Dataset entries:
-*-*-
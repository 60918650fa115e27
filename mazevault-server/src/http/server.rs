//! Axum server setup
//!
//! Server skeleton with:
//! - Localhost-only CORS by default
//! - Tracing middleware
//! - Graceful shutdown on SIGTERM/Ctrl+C

use std::sync::Arc;

use axum::Router;
use sqlx::SqlitePool;
use tokio::net::TcpListener;
use tower_http::cors::{Any, CorsLayer};
use tower_http::trace::TraceLayer;

use super::routes;
use crate::config::ServerConfig;

/// Shared application state
#[derive(Clone)]
pub struct AppState {
    pub pool: SqlitePool,
    /// Password the delete endpoint checks path params against
    pub delete_password: String,
}

/// Build the application router with all routes.
///
/// Split out from [`run_server`] so tests can drive the router directly
/// with `tower::ServiceExt::oneshot`.
pub fn build_router(state: Arc<AppState>) -> Router {
    Router::new()
        .merge(routes::health::router())
        .merge(routes::generate::router())
        .merge(routes::mazes::router())
        .merge(routes::view::router())
        .with_state(state)
}

/// Run the HTTP server.
///
/// # Example
///
/// ```ignore
/// let pool = create_pool(&config.database_url).await?;
/// migrations::run(&pool).await?;
/// run_server(pool, config).await?;
/// ```
pub async fn run_server(pool: SqlitePool, config: ServerConfig) -> Result<(), ServeError> {
    let state = Arc::new(AppState {
        pool,
        delete_password: config.delete_password.clone(),
    });

    // CORS configuration
    let cors = if config.cors_permissive {
        tracing::warn!("CORS: Permissive mode enabled - all origins allowed");
        CorsLayer::permissive()
    } else {
        // Localhost only
        CorsLayer::new()
            .allow_origin([
                "http://localhost:3000".parse().unwrap(),
                "http://localhost:3040".parse().unwrap(),
                "http://127.0.0.1:3000".parse().unwrap(),
                "http://127.0.0.1:3040".parse().unwrap(),
            ])
            .allow_methods(Any)
            .allow_headers(Any)
    };

    let app = build_router(state)
        .layer(cors)
        .layer(TraceLayer::new_for_http());

    let listener = TcpListener::bind(config.bind_addr).await?;
    tracing::info!("Server listening on {}", config.bind_addr);

    axum::serve(listener, app)
        .with_graceful_shutdown(shutdown_signal())
        .await?;

    tracing::info!("Server shutdown complete");
    Ok(())
}

/// Wait for shutdown signal (Ctrl+C or SIGTERM).
async fn shutdown_signal() {
    let ctrl_c = async {
        tokio::signal::ctrl_c()
            .await
            .expect("failed to install Ctrl+C handler");
    };

    #[cfg(unix)]
    let terminate = async {
        tokio::signal::unix::signal(tokio::signal::unix::SignalKind::terminate())
            .expect("failed to install SIGTERM handler")
            .recv()
            .await;
    };

    #[cfg(not(unix))]
    let terminate = std::future::pending::<()>();

    tokio::select! {
        _ = ctrl_c => {
            tracing::info!("Received Ctrl+C, starting shutdown");
        }
        _ = terminate => {
            tracing::info!("Received SIGTERM, starting shutdown");
        }
    }
}

/// Server error type
#[derive(Debug, thiserror::Error)]
pub enum ServeError {
    #[error("IO error: {0}")]
    Io(#[from] std::io::Error),
}
//! Generation endpoint
//!
//! Parses the path parameters, refuses ids that already exist, and hands
//! the actual maze construction to `mazevault-gen`. The returned body is
//! stored verbatim; this layer never looks inside it.

use std::sync::Arc;

use axum::{
    extract::{Path, State},
    http::StatusCode,
    routing::get,
    Json, Router,
};
use mazevault_gen::Maze;

use super::mazes::MazeResponse;
use crate::db::MazeRepo;
use crate::http::error::ApiError;
use crate::http::server::AppState;
use crate::models::{ChallengeLevel, MazeId};

/// GET /generate/{height}/{width}/{seed}/{challenge_level}
async fn generate_with_challenge(
    State(state): State<Arc<AppState>>,
    Path((height, width, seed, challenge)): Path<(String, String, String, String)>,
) -> Result<(StatusCode, Json<MazeResponse>), ApiError> {
    let id = MazeId::from_parts(&height, &width, &seed)?;
    let challenge = ChallengeLevel::parse(&challenge)?;
    generate(state, id, challenge).await
}

/// GET /generate/{height}/{width}/{seed} - challenge level defaults to 0
async fn generate_default_challenge(
    State(state): State<Arc<AppState>>,
    Path((height, width, seed)): Path<(String, String, String)>,
) -> Result<(StatusCode, Json<MazeResponse>), ApiError> {
    let id = MazeId::from_parts(&height, &width, &seed)?;
    generate(state, id, ChallengeLevel::default()).await
}

async fn generate(
    state: Arc<AppState>,
    id: MazeId,
    challenge: ChallengeLevel,
) -> Result<(StatusCode, Json<MazeResponse>), ApiError> {
    let repo = MazeRepo::new(&state.pool);

    if repo.exists(id.as_str()).await? {
        return Err(ApiError::Conflict {
            id: id.as_str().to_owned(),
        });
    }

    let maze = Maze::generate(id.height(), id.width(), id.seed() as u64)?;
    let body = maze.to_body();

    let record = repo.insert(&id, challenge, &body).await?;
    tracing::info!(id = %record.id, "maze generated");

    Ok((StatusCode::CREATED, Json(MazeResponse::from(record))))
}

/// Generation routes
pub fn router() -> Router<Arc<AppState>> {
    Router::new()
        .route(
            "/generate/{height}/{width}/{seed}",
            get(generate_default_challenge),
        )
        .route(
            "/generate/{height}/{width}/{seed}/{challenge_level}",
            get(generate_with_challenge),
        )
}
-*-*-
Required work:
Copy every line of the data where "failed" is found.

Task solution:
            .expect("failed to install Ctrl+C handler");
            .expect("failed to install SIGTERM handler")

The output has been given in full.